### EXERCISE INPUTS
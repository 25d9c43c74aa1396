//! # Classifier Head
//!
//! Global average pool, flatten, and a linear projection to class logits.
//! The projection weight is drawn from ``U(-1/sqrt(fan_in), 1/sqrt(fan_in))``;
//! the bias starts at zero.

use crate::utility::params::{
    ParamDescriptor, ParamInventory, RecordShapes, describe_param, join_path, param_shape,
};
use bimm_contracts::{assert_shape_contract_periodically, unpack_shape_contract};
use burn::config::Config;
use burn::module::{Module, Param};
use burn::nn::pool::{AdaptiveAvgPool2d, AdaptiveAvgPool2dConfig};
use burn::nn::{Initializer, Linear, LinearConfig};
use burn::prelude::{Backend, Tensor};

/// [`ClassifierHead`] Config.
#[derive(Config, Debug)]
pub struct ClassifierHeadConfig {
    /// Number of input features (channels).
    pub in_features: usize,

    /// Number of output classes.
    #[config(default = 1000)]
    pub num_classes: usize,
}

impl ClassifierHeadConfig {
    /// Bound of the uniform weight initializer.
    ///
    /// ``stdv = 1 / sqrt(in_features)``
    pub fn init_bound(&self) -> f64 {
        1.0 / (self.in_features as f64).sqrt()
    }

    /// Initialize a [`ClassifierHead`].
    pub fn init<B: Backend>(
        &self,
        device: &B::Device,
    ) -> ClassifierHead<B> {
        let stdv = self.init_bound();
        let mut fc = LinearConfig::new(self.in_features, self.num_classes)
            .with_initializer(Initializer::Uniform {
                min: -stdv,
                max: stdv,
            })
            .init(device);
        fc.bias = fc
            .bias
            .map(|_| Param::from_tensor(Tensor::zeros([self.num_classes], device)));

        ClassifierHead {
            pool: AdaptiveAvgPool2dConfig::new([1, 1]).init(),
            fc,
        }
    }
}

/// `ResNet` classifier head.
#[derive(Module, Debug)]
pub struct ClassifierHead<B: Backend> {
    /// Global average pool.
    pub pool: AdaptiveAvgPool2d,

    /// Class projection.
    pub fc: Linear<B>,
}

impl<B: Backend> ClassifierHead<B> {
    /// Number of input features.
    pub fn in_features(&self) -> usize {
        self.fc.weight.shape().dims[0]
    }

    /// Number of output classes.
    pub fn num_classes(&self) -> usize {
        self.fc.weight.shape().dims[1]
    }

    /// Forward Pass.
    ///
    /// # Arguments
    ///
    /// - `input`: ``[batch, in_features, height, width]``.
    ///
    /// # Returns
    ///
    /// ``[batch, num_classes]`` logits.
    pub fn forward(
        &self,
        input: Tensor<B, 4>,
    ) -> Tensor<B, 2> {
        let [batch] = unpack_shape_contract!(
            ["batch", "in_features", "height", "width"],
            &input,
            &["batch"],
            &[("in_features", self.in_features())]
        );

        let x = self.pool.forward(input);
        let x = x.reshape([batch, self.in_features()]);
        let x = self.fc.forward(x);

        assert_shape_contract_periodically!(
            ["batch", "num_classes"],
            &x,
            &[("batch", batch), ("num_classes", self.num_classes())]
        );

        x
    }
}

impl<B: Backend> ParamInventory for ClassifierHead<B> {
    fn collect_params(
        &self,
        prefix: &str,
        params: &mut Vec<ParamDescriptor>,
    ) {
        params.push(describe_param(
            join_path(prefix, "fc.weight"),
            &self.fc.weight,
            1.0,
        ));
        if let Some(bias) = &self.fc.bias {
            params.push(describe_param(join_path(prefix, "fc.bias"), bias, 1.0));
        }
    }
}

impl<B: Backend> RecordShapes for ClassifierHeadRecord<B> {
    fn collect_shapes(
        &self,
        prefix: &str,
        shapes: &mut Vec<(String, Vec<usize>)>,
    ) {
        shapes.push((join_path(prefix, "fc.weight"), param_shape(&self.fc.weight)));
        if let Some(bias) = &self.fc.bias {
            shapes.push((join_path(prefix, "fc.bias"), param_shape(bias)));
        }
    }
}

### WHAT THE TASK ASKS
Your job here is to copy the entries above exactly.

### EXERCISE SOLUTION
repository 25d9c43c74aa1396
//! # Classifier Head
//!
//! Global average pool, flatten, and a linear projection to class logits.
//! The projection weight is drawn from ``U(-1/sqrt(fan_in), 1/sqrt(fan_in))``;
//! the bias starts at zero.

use crate::utility::params::{
    ParamDescriptor, ParamInventory, RecordShapes, describe_param, join_path, param_shape,
};
use bimm_contracts::{assert_shape_contract_periodically, unpack_shape_contract};
use burn::config::Config;
use burn::module::{Module, Param};
use burn::nn::pool::{AdaptiveAvgPool2d, AdaptiveAvgPool2dConfig};
use burn::nn::{Initializer, Linear, LinearConfig};
use burn::prelude::{Backend, Tensor};

/// [`ClassifierHead`] Config.
#[derive(Config, Debug)]
pub struct ClassifierHeadConfig {
    /// Number of input features (channels).
    pub in_features: usize,

    /// Number of output classes.
    #[config(default = 1000)]
    pub num_classes: usize,
}

impl ClassifierHeadConfig {
    /// Bound of the uniform weight initializer.
    ///
    /// ``stdv = 1 / sqrt(in_features)``
    pub fn init_bound(&self) -> f64 {
        1.0 / (self.in_features as f64).sqrt()
    }

    /// Initialize a [`ClassifierHead`].
    pub fn init<B: Backend>(
        &self,
        device: &B::Device,
    ) -> ClassifierHead<B> {
        let stdv = self.init_bound();
        let mut fc = LinearConfig::new(self.in_features, self.num_classes)
            .with_initializer(Initializer::Uniform {
                min: -stdv,
                max: stdv,
            })
            .init(device);
        fc.bias = fc
            .bias
            .map(|_| Param::from_tensor(Tensor::zeros([self.num_classes], device)));

        ClassifierHead {
            pool: AdaptiveAvgPool2dConfig::new([1, 1]).init(),
            fc,
        }
    }
}

/// `ResNet` classifier head.
#[derive(Module, Debug)]
pub struct ClassifierHead<B: Backend> {
    /// Global average pool.
    pub pool: AdaptiveAvgPool2d,

    /// Class projection.
    pub fc: Linear<B>,
}

impl<B: Backend> ClassifierHead<B> {
    /// Number of input features.
    pub fn in_features(&self) -> usize {
        self.fc.weight.shape().dims[0]
    }

    /// Number of output classes.
    pub fn num_classes(&self) -> usize {
        self.fc.weight.shape().dims[1]
    }

    /// Forward Pass.
    ///
    /// # Arguments
    ///
    /// - `input`: ``[batch, in_features, height, width]``.
    ///
    /// # Returns
    ///
    /// ``[batch, num_classes]`` logits.
    pub fn forward(
        &self,
        input: Tensor<B, 4>,
    ) -> Tensor<B, 2> {
        let [batch] = unpack_shape_contract!(
            ["batch", "in_features", "height", "width"],
            &input,
            &["batch"],
            &[("in_features", self.in_features())]
        );

        let x = self.pool.forward(input);
        let x = x.reshape([batch, self.in_features()]);
        let x = self.fc.forward(x);

        assert_shape_contract_periodically!(
            ["batch", "num_classes"],
            &x,
            &[("batch", batch), ("num_classes", self.num_classes())]
        );

        x
    }
}

impl<B: Backend> ParamInventory for ClassifierHead<B> {
    fn collect_params(
        &self,
        prefix: &str,
        params: &mut Vec<ParamDescriptor>,
    ) {
        params.push(describe_param(
            join_path(prefix, "fc.weight"),
            &self.fc.weight,
            1.0,
        ));
        if let Some(bias) = &self.fc.bias {
            params.push(describe_param(join_path(prefix, "fc.bias"), bias, 1.0));
        }
    }
}

impl<B: Backend> RecordShapes for ClassifierHeadRecord<B> {
    fn collect_shapes(
        &self,
        prefix: &str,
        shapes: &mut Vec<(String, Vec<usize>)>,
    ) {
        shapes.push((join_path(prefix, "fc.weight"), param_shape(&self.fc.weight)));
        if let Some(bias) = &self.fc.bias {
            shapes.push((join_path(prefix, "fc.bias"), param_shape(bias)));
        }
    }
}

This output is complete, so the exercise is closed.